6. Drop back and punt -- Finally, HHS may need to be prepared to rethink its entire approach. I certainly hope that is not necessary. Given the state of affairs of the health care system and the recent enactment of the Patient Protection and Affordable Care Act, solving our nation's health care problems requires the ability to capture, analyze and then use actionable data. There is no time to lose. On the other hand, a regulatory scheme that is rejected by those it is intended to support will be a blind alley from which we will need to retreat quickly.

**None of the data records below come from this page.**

#![allow(dead_code)]

use std::net::SocketAddr;
use std::path::PathBuf;
use std::time::Duration;

use harbor::config::ServerConfig;
use harbor::error::ServerError;
use harbor::server::{LifecycleState, Server};
use tempfile::TempDir;
use tokio::io::{AsyncReadExt, AsyncWriteExt};
use tokio::net::TcpStream;
use tokio::sync::{oneshot, watch};
use tokio::task::JoinHandle;

pub const TIMEOUT: Duration = Duration::from_secs(5);

/// A running server over a temporary root directory.
pub struct TestServer {
    pub addr: SocketAddr,
    pub root: PathBuf,
    pub state: watch::Receiver<LifecycleState>,
    shutdown: Option<oneshot::Sender<()>>,
    handle: Option<JoinHandle<Result<(), ServerError>>>,
    _dir: TempDir,
}

impl TestServer {
    pub async fn start() -> Self {
        Self::start_with(|_| {}).await
    }

    /// Starts a server after letting `configure` adjust the defaults.
    pub async fn start_with(configure: impl FnOnce(&mut ServerConfig)) -> Self {
        let dir = tempfile::tempdir().unwrap();
        let root = dir.path().canonicalize().unwrap();

        let mut config = ServerConfig::with_root(&root).unwrap();
        config.bind_addr = "127.0.0.1:0".parse().unwrap();
        configure(&mut config);

        let bound = Server::new(config).bind().await.unwrap();
        let addr = bound.local_addr();
        let mut state = bound.subscribe();

        let (tx, rx) = oneshot::channel::<()>();
        let handle = tokio::spawn(bound.run_until(async {
            let _ = rx.await;
        }));
        state
            .wait_for(|s| *s == LifecycleState::Running)
            .await
            .unwrap();

        Self {
            addr,
            root,
            state,
            shutdown: Some(tx),
            handle: Some(handle),
            _dir: dir,
        }
    }

    pub fn write_file(&self, relative: &str, contents: impl AsRef<[u8]>) -> PathBuf {
        let path = self.root.join(relative);
        if let Some(parent) = path.parent() {
            std::fs::create_dir_all(parent).unwrap();
        }
        std::fs::write(&path, contents).unwrap();
        path
    }

    pub fn path(&self, relative: &str) -> PathBuf {
        self.root.join(relative)
    }

    pub fn trigger_shutdown(&mut self) {
        if let Some(tx) = self.shutdown.take() {
            let _ = tx.send(());
        }
    }

    /// Begins shutdown and waits for the server to stop.
    pub async fn stop(&mut self) -> Result<(), ServerError> {
        self.trigger_shutdown();
        let handle = self.handle.take().expect("server already stopped");
        tokio::time::timeout(Duration::from_secs(15), handle)
            .await
            .expect("server did not stop in time")
            .unwrap()
    }

    pub async fn connect(&self) -> Client {
        Client::connect(self.addr).await
    }

    /// Sends one `Connection: close` GET and returns the response.
    pub async fn get(&self, target: &str) -> RawResponse {
        let mut client = self.connect().await;
        client
            .send(&format!(
                "GET {} HTTP/1.1\r\nHost: localhost\r\nConnection: close\r\n\r\n",
                target
            ))
            .await;
        client.response().await
    }
}

#[derive(Debug)]
pub struct RawResponse {
    pub status: u16,
    pub headers: Vec<(String, String)>,
    pub body: Vec<u8>,
}

impl RawResponse {
    pub fn header(&self, name: &str) -> Option<&str> {
        self.headers
            .iter()
            .find(|(k, _)| k.eq_ignore_ascii_case(name))
            .map(|(_, v)| v.as_str())
    }

    pub fn text(&self) -> String {
        String::from_utf8_lossy(&self.body).into_owned()
    }
}

/// A raw HTTP/1.1 client that reads responses off one connection.
pub struct Client {
    pub stream: TcpStream,
    buf: Vec<u8>,
}

impl Client {
    pub async fn connect(addr: SocketAddr) -> Self {
        let stream = tokio::time::timeout(TIMEOUT, TcpStream::connect(addr))
            .await
            .expect("connect timed out")
            .unwrap();
        Self {
            stream,
            buf: Vec::new(),
        }
    }

    pub async fn send(&mut self, raw: &str) {
        self.send_bytes(raw.as_bytes()).await;
    }

    pub async fn send_bytes(&mut self, raw: &[u8]) {
        self.stream.write_all(raw).await.unwrap();
    }

    /// Reads more bytes into the buffer. Returns 0 at end of stream.
    async fn fill(&mut self) -> usize {
        let mut chunk = [0u8; 16 * 1024];
        let n = tokio::time::timeout(TIMEOUT, self.stream.read(&mut chunk))
            .await
            .expect("read timed out")
            .unwrap_or(0);
        self.buf.extend_from_slice(&chunk[..n]);
        n
    }

    /// Reads one response head, without its body.
    pub async fn head(&mut self) -> RawResponse {
        let end = loop {
            if let Some(pos) = find(&self.buf, b"\r\n\r\n") {
                break pos;
            }
            if self.fill().await == 0 {
                panic!(
                    "connection closed before response head: {:?}",
                    String::from_utf8_lossy(&self.buf)
                );
            }
        };

        let head = String::from_utf8(self.buf[..end].to_vec()).unwrap();
        self.buf.drain(..end + 4);

        let mut lines = head.split("\r\n");
        let status_line = lines.next().unwrap();
        let mut parts = status_line.splitn(3, ' ');
        assert_eq!(parts.next(), Some("HTTP/1.1"));
        let status = parts.next().unwrap().parse().unwrap();

        let headers = lines
            .map(|line| {
                let (k, v) = line.split_once(": ").unwrap();
                (k.to_string(), v.to_string())
            })
            .collect();

        RawResponse {
            status,
            headers,
            body: Vec::new(),
        }
    }

    /// Reads one complete response, decoding its framing.
    pub async fn response(&mut self) -> RawResponse {
        let mut response = self.head().await;

        if response.status == 304 {
            return response;
        }
        if response.header("Transfer-Encoding") == Some("chunked") {
            response.body = self.chunked_body().await;
        } else if let Some(len) = response.header("Content-Length") {
            let len: usize = len.parse().unwrap();
            response.body = self.exact(len).await;
        } else {
            // Delimited by connection close.
            while self.fill().await > 0 {}
            response.body = std::mem::take(&mut self.buf);
        }
        response
    }

    /// Reads exactly `len` bytes.
    pub async fn exact(&mut self, len: usize) -> Vec<u8> {
        while self.buf.len() < len {
            if self.fill().await == 0 {
                panic!("connection closed after {} of {} bytes", self.buf.len(), len);
            }
        }
        self.buf.drain(..len).collect()
    }

    async fn line(&mut self) -> String {
        loop {
            if let Some(pos) = find(&self.buf, b"\r\n") {
                let line = String::from_utf8(self.buf[..pos].to_vec()).unwrap();
                self.buf.drain(..pos + 2);
                return line;
            }
            if self.fill().await == 0 {
                panic!("connection closed inside chunked body");
            }
        }
    }

    async fn chunked_body(&mut self) -> Vec<u8> {
        let mut body = Vec::new();
        loop {
            let size = usize::from_str_radix(self.line().await.trim(), 16).unwrap();
            if size == 0 {
                assert_eq!(self.line().await, "");
                return body;
            }
            body.extend(self.exact(size).await);
            assert_eq!(self.line().await, "");
        }
    }

    /// True if the server closed the connection without sending anything more.
    pub async fn is_closed(&mut self) -> bool {
        self.buf.is_empty() && self.fill().await == 0
    }
}

fn find(haystack: &[u8], needle: &[u8]) -> Option<usize> {
    haystack.windows(needle.len()).position(|w| w == needle)
}

/// Deterministic non-text payload.
pub fn binary_payload(len: usize) -> Vec<u8> {
    let mut state: u32 = 0x2545_f491;
    (0..len)
        .map(|_| {
            state ^= state << 13;
            state ^= state >> 17;
            state ^= state << 5;
            state as u8
        })
        .collect()
}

Being the inveterate optimist that I am, I believe the MU regulations we will soon be seeing will get it more right than wrong. And, I believe that most hospitals and physicians will recognize that.  But if not, then let's be prepared to move to Plan B.

Michael Milne
Unfortunately, the whole premise of MU is that by getting doctors to use EMRs in a MU way then costs will be greatly reduced and to prove it Medicare/Medicais payments will be cut. The premise is wrong. EMRs will improve some quality care issues but they will not cut costs. Many other governments in the developed world have tried this "computer" option to deal with costs and have been met with almost total indifference by doctors when the program has been voluntary and limited adoption by doctors ignoring most features when it has been manadtory. The US has taken a unique approach - voluntary with MU requirements backed up with penalities. The result is predictable, either a collapse of the program by Congress voting to over ride penality cuts or doctors leaving Medicare / Medicaid in droves. This is going nowhere without the real problem being addressed - the US deficit that can only be solved with higher taxes AND better spending (not less.)